On translation invariant subspace of $L^1(\mathbb T)$

Question

A subspace $M \subset L^p(\mathbb{T})$ is called translation invariant if $f \in M$ implies that $\tau_\theta f \in M$ for all $\theta \in [-\pi, \pi]$.

1. Suppose that $M$ is a closed translation invariant subspace of $L^1(\mathbb{T})$. If $f \in L^1(\mathbb{T})$, then prove that $f*g \in M$ for all $g \in M$, i.e. $M$ is an ideal.
2. Suppose that $M$ is a closed subspace of $L^1(\mathbb{T})$ with the property that for all $f \in L^1(\mathbb{T})$ and $g \in M$, $f * g \in M$. Prove that $M$ is translation invariant.
3. Do these results hold for $L^p(\mathbb{T})$, $1 < p < \infty$?

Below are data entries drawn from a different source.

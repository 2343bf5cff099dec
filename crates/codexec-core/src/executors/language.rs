//! Language dispatch table shared by the local and container executors.

use crate::config::types::LocalExecutorConfig;

/// Stem of the transient source files the executors write. Every call gets
/// its own `code_exec_main-<tag>.<ext>` so concurrent calls never share one.
pub const DRIVER_PREFIX: &str = "code_exec_main";

const DRIVER_EXTENSIONS: &[&str] = &["py", "go", "js", "sh"];

/// Whether `name` is a driver file written by an executor.
pub fn is_driver_file(name: &str) -> bool {
    let Some(rest) = name.strip_prefix(DRIVER_PREFIX) else {
        return false;
    };
    match rest.rsplit_once('.') {
        Some((tag, extension)) => {
            (tag.is_empty() || tag.starts_with('-')) && DRIVER_EXTENSIONS.contains(&extension)
        }
        None => false,
    }
}

#[derive(Debug, Clone, Copy, PartialEq, Eq)]
pub enum Language {
    Python,
    Go,
    JavaScript,
    Shell,
}

impl Language {
    /// Unknown or missing hints fall back to Python.
    pub fn from_hint(hint: Option<&str>) -> Self {
        match hint.map(|h| h.trim().to_lowercase()).as_deref() {
            Some("go") | Some("golang") => Language::Go,
            Some("javascript") | Some("js") | Some("node") | Some("nodejs") => Language::JavaScript,
            Some("bash") | Some("sh") | Some("shell") | Some("zsh") => Language::Shell,
            _ => Language::Python,
        }
    }

    pub fn name(&self) -> &'static str {
        match self {
            Language::Python => "python",
            Language::Go => "go",
            Language::JavaScript => "javascript",
            Language::Shell => "bash",
        }
    }

    fn driver_extension(&self) -> &'static str {
        match self {
            Language::Python => "py",
            Language::Go => "go",
            Language::JavaScript => "js",
            Language::Shell => "sh",
        }
    }

    /// Driver file name for one call. The tag keeps concurrent calls apart;
    /// a hyphen separates it because `_suffix.go` names carry build
    /// constraints in Go.
    pub fn driver_file(&self, tag: &str) -> String {
        format!("{}-{}.{}", DRIVER_PREFIX, tag, self.driver_extension())
    }

    /// Source text as it should be written to the driver file.
    pub fn prepare_source(&self, code: &str) -> String {
        match self {
            Language::Go => wrap_go_program(code),
            _ => code.to_string(),
        }
    }

    /// Host program and arguments. The shell variant reads the code from stdin.
    pub fn local_command(&self, programs: &LocalExecutorConfig, driver: &str) -> (String, Vec<String>) {
        match self {
            Language::Python => (programs.python.clone(), vec![driver.to_string()]),
            Language::Go => (
                programs.go.clone(),
                vec!["run".to_string(), driver.to_string()],
            ),
            Language::JavaScript => (programs.node.clone(), vec![driver.to_string()]),
            Language::Shell => (programs.shell.clone(), vec!["-s".to_string()]),
        }
    }

    pub fn reads_stdin(&self) -> bool {
        matches!(self, Language::Shell)
    }

    /// Command run inside the container, relative to its working directory.
    pub fn container_command(&self, driver: &str) -> Vec<String> {
        let driver = driver.to_string();
        match self {
            Language::Python => vec!["python3".to_string(), driver],
            Language::Go => vec!["go".to_string(), "run".to_string(), driver],
            Language::JavaScript => vec!["node".to_string(), driver],
            Language::Shell => vec!["bash".to_string(), driver],
        }
    }
}

/// Wraps bare Go statements in a `package main` / `func main` shell. Import
/// lines are hoisted above `main`. Complete programs are returned unchanged.
pub fn wrap_go_program(code: &str) -> String {
    if code.lines().any(|line| line.trim_start().starts_with("package main")) {
        return code.to_string();
    }

    let mut imports = Vec::new();
    let mut body = Vec::new();
    let mut in_import_block = false;
    for line in code.lines() {
        let trimmed = line.trim();
        if in_import_block {
            imports.push(line);
            if trimmed == ")" {
                in_import_block = false;
            }
        } else if trimmed.starts_with("import (") {
            in_import_block = true;
            imports.push(line);
        } else if trimmed.starts_with("import ") {
            imports.push(line);
        } else {
            body.push(line);
        }
    }

    let mut program = String::from("package main\n\n");
    if !imports.is_empty() {
        program.push_str(&imports.join("\n"));
        program.push_str("\n\n");
    }
    program.push_str("func main() {\n");
    program.push_str(&body.join("\n"));
    program.push_str("\n}\n");
    program
}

Here, $\tau_\theta f(x) = f(x - \theta)$ and $\mathbb T$ is the unit circle.

I have used some of the given hints to notice that if $M$ is a closed subspace of a Banach space, then $v ∈ M$ if $ψ ∈ X^∗$ and $ψ(M) = 0$ implies $ψ(v) = 0$. Also, I have proved that for $f,g\in L^1(\mathbb T)$ and $\theta\in[-\pi,\pi]$, we have $\tau_{\theta_0}(f\ast g)=\left(\tau_{\theta_0}(f)\right)\ast g=f\ast \left(\tau_{\theta_0}(g)\right)$ (which is supposed to help in part (b)).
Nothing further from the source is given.